International Seminar of Semiotics in Paris

2025-2026 Programme | Seminar Series
Seminaire-international-semiotique
Seminaire-international-semiotique
Between automatisms and the automatisation of language practices: towards a new semiotics of the stereotype

The theme of the 2025-2026 International Seminar of Semiotics aims to discuss certain results that have emerged, and questions that have come to the fore, during the past two years of seminars dedicated to artificial intelligence (AI) and enunciation theory (2023-2024), and to generative artificial intelligence (GAI), intersemiotic translation and creativity (2024-2025). In particular, it has become apparent that the texts produced by GAI require semiotics to reconsider, afresh, the sedimentation of discursive stocks and the dynamics that stabilise, diffuse or renew discursive forms and registers (praxis of enunciation).

From automatisms to stereotypes

The objective is to pursue reflections on automatisms which involve, on the one hand, bodily, psychic and cultural reactions that characterise the human and animal species – studied in detail in biology, psychology and psychopathology – and, on the other hand, linguistic constructions that may stabilise into highly recognisable formulas and formulations (motifs, topoi, or stereotypes). These discursive productions prove to be very useful – even conditioning communicability itself as a “commonplace” – since they are easily transportable and detachable from one discourse to another. Unlike motifs and topoi, which are the starting points of intertextuality and of creative reappropriations circulating across domains, stereotypes have often been relegated to a secondary role. They are frequently reproached for belonging to the folkloric or popular discourse, which places them modestly within the hierarchy of discourses. Nevertheless, they have always played an important role in political and artistic discourse.

When AI replays stereotypes

These stereotypes, generated by collective linguistic automatisms, find an echo in the products of GAI, which themselves stem from a complex history of language and reasoning automatisation, for which linguistics and cybernetics contributed foundational principles.
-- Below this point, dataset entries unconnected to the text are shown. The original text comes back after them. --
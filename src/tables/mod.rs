// Copyright 2017 Tristam MacDonald
//
// Licensed under the Apache License, Version 2.0 (the "License");
// you may not use this file except in compliance with the License.
// You may obtain a copy of the License at
//
//     http://www.apache.org/licenses/LICENSE-2.0
//
// Unless required by applicable law or agreed to in writing, software
// distributed under the License is distributed on an "AS IS" BASIS,
// WITHOUT WARRANTIES OR CONDITIONS OF ANY KIND, either express or implied.
// See the License for the specific language governing permissions and
// limitations under the License.

//! Static per-dimension tables binding corners, edges and simplex geometry.

pub mod cubes;
pub mod squares;
pub mod triangles;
The formalisation and automatisation of language brought with them a new questioning of discursive normativity (how can a machine adapt to changing contexts?) and of the possibility of producing texts that are more or less stereotypical or original.

Automatisation and discursive intention

Language automatisation is crucial today, particularly because current generative models are capable not only of imitation but also of plausibly recombining vast discursive corpora, producing utterances that, while unprecedented, reactivate stereotypical structures embedded within statistical regularities. This challenges our understanding of discursive intention. Furthermore, advances in deep learning in computer vision and natural language processing now allow for the production of visual and audiovisual utterances, revealing typifications and ideological trends within the framework of translation between languages based on different topologies and syntaxes. The case of GAI is revealing of a new way of (re)producing stereotypical discourses, since each response from a generative model differs from every other response that the same model will ever produce, complicating the notion of stereotypy. It thus becomes a kind of extensive magnitude governed by a system of embeddings, itself structured by statistical laws.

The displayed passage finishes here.